Yes I recently lost it to a 17 year old and I'm 25. That's legal in my country btw. We had sex about 10 times and I couldn't come. She was ok looking. Slightly overweight but I didn't mind. Anyway I did eventually manage to come by watching porn and jerking off. I came in her mouth and she swallowed. It was really fucking nice. I wish I could come without having to do that though. Not only because it would feel better but because I don't want her thinking she's unattractive and I have to watch porn to get off. Any tips on what to do? I'm going to watch less porn and use a looser grip for a start.

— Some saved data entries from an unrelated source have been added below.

//! Turning `(RunConfig, seed)` pairs into execution units.
//!
//! The [`RunDispatcher`] validates the argument vector of every unit, attaches its resource
//! limits and properties, and hands it to an [`ExecutionBackend`]. Submission is
//! fire-and-forget: the dispatcher never waits for a run to finish.
//!
//! A unit whose arguments cannot be passed to the solver is refused before the backend sees
//! it, so it never takes a worker slot.

use std::{collections::HashSet, io::Write, thread, time::Duration};

use serde::{Deserialize, Serialize};
use tracing::{debug, info, instrument, warn};

use crate::{
    configuration::Configuration,
    error::{BackendError, SubmissionError},
    grid::{Argument, AxisValue, SweepGrid, Unit},
};

/// Properties persisted by the backend beside the output of each run.
#[derive(Debug, Clone, PartialEq, Eq, Serialize, Deserialize)]
pub struct RunProperties {
    /// Experiment domain.
    pub domain: String,
    /// Problem id: the configuration name.
    pub problem: String,
    /// Algorithm name: the configuration name.
    pub algorithm: String,
    /// Wall-clock limit, in seconds.
    pub time_limit: u64,
    /// Memory limit, in MB.
    pub memory_limit: u64,
    /// Replicate seed.
    pub seed: u64,
    /// `[domain, name, seed]`, joined with `-` into the run id. The seed is a string, as in
    /// every lab `properties` file.
    pub id: (String, String, String),
}

impl RunProperties {
    /// Properties of `unit`.
    pub fn of(unit: &Unit<'_>) -> Self {
        Self {
            domain: unit.domain.to_owned(),
            problem: unit.config.name.clone(),
            algorithm: unit.config.name.clone(),
            time_limit: unit.config.time_limit.as_secs(),
            memory_limit: unit.config.memory_limit_mb,
            seed: unit.seed,
            id: (
                unit.domain.to_owned(),
                unit.config.name.clone(),
                unit.seed.to_string(),
            ),
        }
    }

    /// `<domain>-<name>-<seed>`.
    pub fn run_id(&self) -> String {
        format!("{}-{}-{}", self.id.0, self.id.1, self.id.2)
    }
}

/// What a backend receives for one execution unit.
#[derive(Debug, Clone, PartialEq)]
pub struct SubmitRequest {
    /// Unique id of the run within the sweep.
    pub run_id: String,
    /// Full command line, program first.
    pub argv: Vec<String>,
    /// Wall-clock limit.
    pub time_limit: Duration,
    /// Memory limit, in MB.
    pub memory_limit_mb: u64,
    /// Properties to persist beside the output.
    pub properties: RunProperties,
}

/// Something that runs execution units: a cluster scheduler, a local process pool...
pub trait ExecutionBackend {
    /// Returned for every accepted unit.
    type Handle;

    /// Accept one unit. Must not block until the run completes.
    ///
    /// # Errors
    /// [`BackendError::Transient`] when retrying may help, [`BackendError::Rejected`] when it
    /// will not.
    fn submit(&mut self, request: SubmitRequest) -> Result<Self::Handle, BackendError>;
}

/// How the solver is invoked.
///
/// The command line is `program leading.. <flag value>.. --deckseed <seed> trailing.. extra..`.
#[derive(Debug, Clone, PartialEq, Eq)]
pub struct SolverCommand {
    /// Executable.
    pub program: String,
    /// Arguments before the configuration flags.
    pub leading: Vec<String>,
    /// Arguments after the seed.
    pub trailing: Vec<String>,
}

impl SolverCommand {
    /// `java -jar <jar> .. -v false`.
    pub fn java_jar(jar: impl Into<String>) -> Self {
        Self {
            program: "java".to_owned(),
            leading: vec!["-jar".to_owned(), jar.into()],
            trailing: vec!["-v".to_owned(), "false".to_owned()],
        }
    }

    /// Command line of `unit`.
    ///
    /// # Errors
    /// [`SubmissionError`] when a flag or a value cannot be passed as a single argument.
    pub fn argv(&self, unit: &Unit<'_>, extra: &[String]) -> Result<Vec<String>, SubmissionError> {
        let mut argv = vec![self.program.clone()];
        argv.extend(self.leading.iter().cloned());
        argv.extend(render_arguments(&unit.config.arguments)?);
        argv.push("--deckseed".to_owned());
        argv.push(unit.seed.to_string());
        argv.extend(self.trailing.iter().cloned());
        argv.extend(extra.iter().cloned());
        Ok(argv)
    }
}

/// Flatten `(flag, value)` pairs. Every value must already be a string.
pub fn render_arguments(arguments: &[Argument]) -> Result<Vec<String>, SubmissionError> {
    let mut argv = Vec::with_capacity(arguments.len() * 2);
    for Argument { flag, value } in arguments {
        if !flag.starts_with('-') || flag.len() < 2 || flag.contains(char::is_whitespace) {
            return Err(SubmissionError::InvalidFlag(flag.clone()));
        }
        let AxisValue::Text(text) = value else {
            return Err(SubmissionError::NonStringValue {
                flag: flag.clone(),
                kind: value.kind(),
                value: value.to_string(),
            });
        };
        let malformed = |reason| SubmissionError::MalformedValue {
            flag: flag.clone(),
            value: text.clone(),
            reason,
        };
        if text.is_empty() {
            return Err(malformed("is empty"));
        }
        if text.contains(char::is_whitespace) {
            return Err(malformed("contains whitespace"));
        }
        if text.contains(['"', '\'']) {
            return Err(malformed("contains quotes"));
        }
        argv.push(flag.clone());
        argv.push(text.clone());
    }
    Ok(argv)
}

/// Outcome of dispatching a grid.
#[derive(Debug)]
pub struct DispatchReport<H> {
    /// Accepted units: run id and backend handle.
    pub submitted: Vec<(String, H)>,
    /// Refused units: run id and reason.
    pub rejected: Vec<(String, SubmissionError)>,
}

/// Submits execution units to a backend, at most once per `(canonical name, seed)`.
pub struct RunDispatcher<B: ExecutionBackend> {
    backend: B,
    command: SolverCommand,
    config: Configuration,
    submitted: HashSet<(String, u64)>,
}

impl<B: ExecutionBackend> RunDispatcher<B> {
    /// Dispatcher submitting to `backend`.
    pub fn new(backend: B, command: SolverCommand, config: Configuration) -> Self {
        Self {
            backend,
            command,
            config,
            submitted: HashSet::new(),
        }
    }

    /// Number of units accepted so far.
    pub fn submitted(&self) -> usize {
        self.submitted.len()
    }

    /// The backend.
    pub fn backend_mut(&mut self) -> &mut B {
        &mut self.backend
    }

    /// Give the backend back, e.g. to wait for its runs.
    pub fn into_backend(self) -> B {
        self.backend
    }

    /// Submit one unit.
    ///
    /// The argument vector is checked first, then duplicates, then the backend is called.
    /// Transient backend failures are retried as configured.
    ///
    /// # Errors
    /// [`SubmissionError`]; the unit is then not registered and may be submitted again.
    pub fn submit(&mut self, unit: &Unit<'_>, extra: &[String]) -> Result<B::Handle, SubmissionError> {
        let argv = self.command.argv(unit, extra)?;
        let key = (unit.canonical_name(), unit.seed);
        if self.submitted.contains(&key) {
            return Err(SubmissionError::DuplicateUnit {
                canonical_name: key.0,
                seed: key.1,
            });
        }

        let properties = RunProperties::of(unit);
        let request = SubmitRequest {
            run_id: properties.run_id(),
            argv,
            time_limit: unit.config.time_limit,
            memory_limit_mb: unit.config.memory_limit_mb,
            properties,
        };

        let max_attempts = self.config.submit_retries.saturating_add(1);
        let mut attempts = 0;
        loop {
            attempts += 1;
            match self.backend.submit(request.clone()) {
                Ok(handle) => {
                    debug!(run_id = %request.run_id, attempts, "submitted");
                    self.submitted.insert(key);
                    return Ok(handle);
                }
                Err(BackendError::Transient(reason)) if attempts < max_attempts => {
                    debug!(run_id = %request.run_id, attempts, %reason, "transient failure, retrying");
                    thread::sleep(self.config.retry_backoff);
                }
                Err(source) => {
                    return Err(SubmissionError::Backend {
                        run_id: request.run_id,
                        attempts,
                        source,
                    })
                }
            }
        }
    }

    /// Submit every unit of `grid`. A refused unit is logged and reported, never fatal.
    #[instrument(skip_all, fields(sweep = %grid.name()))]
    pub fn dispatch(&mut self, grid: &SweepGrid) -> DispatchReport<B::Handle> {
        let mut report = DispatchReport {
            submitted: vec![],
            rejected: vec![],
        };
        for unit in grid.units() {
            let run_id = unit.run_id();
            match self.submit(&unit, grid.extra_solver_args()) {
                Ok(handle) => report.submitted.push((run_id, handle)),
                Err(e) => {
                    warn!(%run_id, "not submitted: {e}");
                    report.rejected.push((run_id, e));
                }
            }
        }
        info!(
            submitted = report.submitted.len(),
            rejected = report.rejected.len(),
            "grid dispatched"
        );
        if self.config.verbose {
            println!(
                "{}: {} unit(s) submitted, {} refused",
                grid.name(),
                report.submitted.len(),
                report.rejected.len()
            );
        }
        report
    }
}

/// Backend that only writes the command line of every unit, one per line.
#[derive(Debug)]
pub struct DryRunBackend<W> {
    out: W,
}

impl<W: Write> DryRunBackend<W> {
    /// Print to `out`.
    pub fn new(out: W) -> Self {
        Self { out }
    }
}

impl<W: Write> ExecutionBackend for DryRunBackend<W> {
    type Handle = ();

    fn submit(&mut self, request: SubmitRequest) -> Result<(), BackendError> {
        writeln!(self.out, "{}\t{}", request.run_id, request.argv.join(" "))
            .map_err(|e| BackendError::Other(e.into()))
    }
}

#[cfg(test)]
mod tests {
    use super::*;
    use crate::grid::{ConfigId, GridBuilder, ParameterSpace, Treatment};

    #[derive(Default)]
    struct Flaky {
        failures: u32,
        calls: u32,
        accepted: Vec<SubmitRequest>,
    }

    impl ExecutionBackend for Flaky {
        type Handle = usize;

        fn submit(&mut self, request: SubmitRequest) -> Result<usize, BackendError> {
            self.calls += 1;
            if self.calls <= self.failures {
                return Err(BackendError::Transient("queue full".into()));
            }
            self.accepted.push(request);
            Ok(self.accepted.len())
        }
    }

    fn grid(arguments: Vec<Argument>) -> SweepGrid {
        GridBuilder::new("unit", ParameterSpace::new())
            .with_seeds([3])
            .with_extra_solver_args(&["--graphviz", "false"])
            .with_treatment(move |_, role| {
                Some(Treatment {
                    id: ConfigId::new("uct", role),
                    name: "uct0.5_1".to_owned(),
                    arguments: arguments.clone(),
                })
            })
            .build()
            .unwrap()
    }

    fn quiet() -> Configuration {
        Configuration::new()
            .with_verbose(false)
            .with_retry_backoff(Duration::ZERO)
    }

    #[test]
    fn command_line_and_properties() {
        let grid = grid(vec![
            Argument::text("--p1", "uct"),
            Argument::text("--p1explorationterm", "0.5"),
        ]);
        let mut dispatcher =
            RunDispatcher::new(Flaky::default(), SolverCommand::java_jar("solver.jar"), quiet());
        let report = dispatcher.dispatch(&grid);
        assert_eq!(report.submitted.len(), 1);

        let request = &dispatcher.backend_mut().accepted[0];
        assert_eq!(request.run_id, "carcassonne-uct0.5_1-3");
        assert_eq!(
            request.argv.join(" "),
            "java -jar solver.jar --p1 uct --p1explorationterm 0.5 --deckseed 3 -v false --graphviz false"
        );
        assert_eq!(request.properties.problem, "uct0.5_1");
        assert_eq!(request.properties.time_limit, 1800);
        assert_eq!(request.properties.memory_limit, 2048);
        let json = serde_json::to_value(&request.properties).unwrap();
        assert_eq!(json["id"], serde_json::json!(["carcassonne", "uct0.5_1", "3"]));
    }

    #[test]
    fn non_string_values_never_reach_the_backend() {
        let grid = grid(vec![Argument {
            flag: "--p1explorationterm".into(),
            value: AxisValue::Int(3),
        }]);
        let mut dispatcher =
            RunDispatcher::new(Flaky::default(), SolverCommand::java_jar("solver.jar"), quiet());
        let report = dispatcher.dispatch(&grid);
        assert!(report.submitted.is_empty());
        assert!(matches!(
            report.rejected[0].1,
            SubmissionError::NonStringValue { kind: "integer", .. }
        ));
        assert_eq!(dispatcher.backend_mut().calls, 0);
    }

    #[test]
    fn malformed_arguments() {
        assert!(matches!(
            render_arguments(&[Argument::text("p1", "uct")]),
            Err(SubmissionError::InvalidFlag(_))
        ));
        assert!(matches!(
            render_arguments(&[Argument::text("--p1", "uct tuned")]),
            Err(SubmissionError::MalformedValue { .. })
        ));
        assert!(matches!(
            render_arguments(&[Argument::text("--p1", "'uct'")]),
            Err(SubmissionError::MalformedValue { .. })
        ));
    }

    #[test]
    fn units_are_submitted_once() {
        let grid = grid(vec![Argument::text("--p1", "uct")]);
        let mut dispatcher =
            RunDispatcher::new(Flaky::default(), SolverCommand::java_jar("solver.jar"), quiet());
        assert_eq!(dispatcher.dispatch(&grid).submitted.len(), 1);
        let again = dispatcher.dispatch(&grid);
        assert!(matches!(
            again.rejected[0].1,
            SubmissionError::DuplicateUnit { seed: 3, .. }
        ));
        assert_eq!(dispatcher.submitted(), 1);
    }

    #[test]
    fn transient_failures_are_retried_when_enabled() {
        let grid = grid(vec![Argument::text("--p1", "uct")]);
        let backend = Flaky {
            failures: 2,
            ..Default::default()
        };

        let mut strict = RunDispatcher::new(backend, SolverCommand::java_jar("s.jar"), quiet());
        let report = strict.dispatch(&grid);
        assert!(matches!(
            report.rejected[0].1,
            SubmissionError::Backend { attempts: 1, .. }
        ));

        let backend = Flaky {
            failures: 2,
            ..Default::default()
        };
        let mut patient = RunDispatcher::new(
            backend,
            SolverCommand::java_jar("s.jar"),
            quiet().with_submit_retries(2),
        );
        assert_eq!(patient.dispatch(&grid).submitted.len(), 1);
        assert_eq!(patient.into_backend().calls, 3);
    }

    #[test]
    fn dry_run_prints_command_lines() {
        let grid = grid(vec![Argument::text("--p1", "uct")]);
        let mut dispatcher = RunDispatcher::new(
            DryRunBackend::new(Vec::new()),
            SolverCommand::java_jar("s.jar"),
            quiet(),
        );
        dispatcher.dispatch(&grid);
        let out = String::from_utf8(dispatcher.into_backend().out).unwrap();
        assert!(out.starts_with("carcassonne-uct0.5_1-3\tjava -jar s.jar --p1 uct --deckseed 3"));
    }
}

you should've asked her if you can jerk off onto her or something

Similar story with me, except we me IRL, she wasn't really clingy, but was suffering from hangover, nowhere to go, so had to go with me. I jokingly told her I need sex like 10 minutes after we've met. She is the kinda of girl to let you do whatever you want as long as you relieve her hangover first.
Sex wise I couldn't feel a damn thing(two children and birther hips of doom is why) and couldn't cum either, partly because it was raw and I was affraid to cum. I really liked the emotional aspect though, holding her hand while fucking, her legs on my shoulders that kind of thing.
I ditched her yesterday, at 25 there is still whole life ahead of me, I don't have to settle for a 22yo straight outta trailer park hoe who's exes were nearly twice her age.
Ask your girl to lose weight, if she is not willing then look for someone capable of that.

Ask her to clean your room, make you a dinner and keep quiet or go to some other room if you have it. Day it's that or she has to leave.
This is the kind of woman that has to be put in place ASAP, especially seeing how you are successful in life(I dropped outta highschool nigguh) and she distracts you.